The FOCSA residential skyscraper built in 1956 is another architectural stunner. Its two towers linked by a center block create an unusual "H" shape. The glass-walled penthouse boasts panoramic vistas, a precursor to today's indoor observatory decks. FOCSA's minimalist façade remains strikingly modern against the crumbling Spanish colonials nearby. Kids get a kick out of its futuristic form that resembles NYC's UN building on stilts.
For families keen to delve deeper, Havana's Modernist style went beyond individual buildings. Cuba's post-WWII economic boom ignited urban planning on a grand scale. Entire swathes of Centro Habana and Vedado were transformed by the Modernist vision during this era. Neighborhoods sprouted glass curtain structures and Brutalist apartments evoking Le Corbusier's Radiant City. Examples include the Falla Bonet Houses and the National Schools of Art. Kids enjoy spotting their sleek lines and functional forms as architectural scavenger hunters.
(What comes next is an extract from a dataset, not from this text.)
//! Rebuilds one non-streaming response object from a captured stream
//! transcript or buffered body, for the audit log.

pub mod normalize;
pub mod stream2nostream;

pub use normalize::{ResponseKind, StreamAggregator, UnifiedResponse, aggregate_transcript};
La Habana Through Little Eyes: Bringing Cuba's Vibrant History to Life for Kids - Sampling Cuban Cuisine's Blend of Cultures
Cuban cuisine represents a flavorful tapestry blending Spanish, African, and Caribbean influences. For foodie families, noshing your way through Havana offers a chance to literally taste the island’s diverse cultural imprint. From hearty Spanish stews to tangy African fritters, the cuisine embodies generations of blending between colonizers, slaves, and native islanders. Tasting this fusion captures the soul of Cuba in each bite.
Begin by sampling dishes with Spanish roots like ropa vieja. This shredded beef stew simmers in a rich tomato-based criollo sauce packing a tangy citrus punch. Plantain rice and fried plantain chips offer starchy accompaniment, with beans and salad rounding out the meal. Then try lechón asado, juicy roast pork that fills the air with aroma as it cooks over open flames. Little palates crave the crispy seasoned skin as a snack. Be sure to sample pan con bistec, the Cuban take on a sandwich. Thinly-sliced palomilla steak, caramelized onions, and cheese melt between toasted Cuban bread for simple but scrumptious flavors.
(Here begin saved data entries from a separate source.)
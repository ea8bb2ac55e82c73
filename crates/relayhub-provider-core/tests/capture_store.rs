use std::sync::Arc;
use std::time::Duration;

use relayhub_provider_core::{
    CaptureKind, CaptureStore, CaptureToken, CaptureValue, CapturedResponse, Event, EventHub,
    OperationalEvent,
};
use tokio::time::timeout;

#[tokio::test(flavor = "multi_thread", worker_threads = 4)]
async fn concurrent_requests_never_see_each_other() {
    let store = Arc::new(CaptureStore::new());
    let mut tasks = Vec::new();

    for request in 0..64 {
        let store = store.clone();
        tasks.push(tokio::spawn(async move {
            let scope = store.open_scope();
            scope.put(CaptureValue::RequestBody(format!("body-{request}")));
            scope.put(CaptureValue::ClientIp(format!("10.0.0.{request}")));
            for frame in 0..20 {
                store.append_stream(scope.token(), &format!("data: {request}-{frame}\n\n"));
                tokio::task::yield_now().await;
            }

            assert_eq!(scope.take_request_body(), Some(format!("body-{request}")));
            assert_eq!(scope.take_client_ip(), Some(format!("10.0.0.{request}")));
            let Some(CapturedResponse::Stream { transcript, no_cache }) = scope.take_response()
            else {
                panic!("missing transcript for request {request}");
            };
            assert!(!no_cache);
            let expected: String = (0..20)
                .map(|frame| format!("data: {request}-{frame}\n\n"))
                .collect();
            assert_eq!(transcript, expected);
            assert_eq!(scope.take(CaptureKind::FullResponse), None);
        }));
    }

    for task in tasks {
        task.await.unwrap();
    }
    assert!(store.is_empty());
}

#[tokio::test]
async fn unknown_and_cleared_tokens_are_not_found() {
    let store = Arc::new(CaptureStore::new());
    assert_eq!(
        store.take_and_clear(CaptureToken::new(), CaptureKind::RequestBody),
        None
    );

    let scope = store.open_scope();
    let token = scope.token();
    scope.put(CaptureValue::FullResponse(CapturedResponse::Json("{}".to_string())));
    assert!(store.take_and_clear(token, CaptureKind::FullResponse).is_some());
    assert_eq!(store.take_and_clear(token, CaptureKind::FullResponse), None);
    drop(scope);
    assert_eq!(store.take_and_clear(token, CaptureKind::FullResponse), None);
}

#[tokio::test]
async fn sweeper_reports_leaked_slots() {
    let hub = EventHub::new(8);
    let mut rx = hub.subscribe();
    let store = Arc::new(CaptureStore::new().with_events(hub));
    let leaked = CaptureToken::new();
    store.store(leaked, CaptureValue::RequestBody("orphan".to_string()));

    let sweeper = store.spawn_sweeper(Duration::from_millis(10), Duration::from_millis(20));
    let event = timeout(Duration::from_secs(2), rx.recv())
        .await
        .unwrap()
        .unwrap();
    let Event::Operational(OperationalEvent::CaptureLeaked(leak)) = event else {
        panic!("expected a capture leak event");
    };
    assert_eq!(leak.token, leaked.to_string());
    assert_eq!(leak.fields, vec!["RequestBody".to_string()]);
    assert!(store.is_empty());
    sweeper.abort();
}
Next, explore flavors stemming from African roots, like chicharrones de pollo. These crispy chunks of fried chicken offer a perfect picnic snack, with juicy meat inside the crunchy coating. For breakfast, try crunchy fritters called fufú de platano. Mashed plantains get spiced with cumin and pepper, then fried into golden rounds ideal for dipping in café con leche. Cool off in the afternoon with fruity batidos, or milkshakes whipped up with tropical fruits like guava, mamey, or passionfruit. The creaminess perfectly balances their tartness.
Afro-Cuban flavors also permeate rice dishes like moros y cristianos and congrí. Both pair white rice with savory black beans, but congrí adds sticky rice for heartiness. The beans’ richness complements the fluffy grains, capped with a fried egg for protein. For a another traditional meal, try bistec de Cuba— thinly sliced beef covered in sautéed onions. The marinade of garlic, lime, and salt infuses tangy zest. Vibrant tomato sauce kicked up with cumin ties the ingredients together.
Of course, sampling Havana’s street food offers the best bite-sized immersion into Cuban food culture. Grab pastelitos hot from the bakery, with guava paste and coconut shavings stuffed into flakey dough. Try light puffs of fried dough called churros, rolled in cinnamon sugar that leaves lips dusted. Order a Cristal beer and savor croquettes de jamón, crunchy fritters filled with molten ham and cheese. Made fresh daily, these became street food staples across Cuba.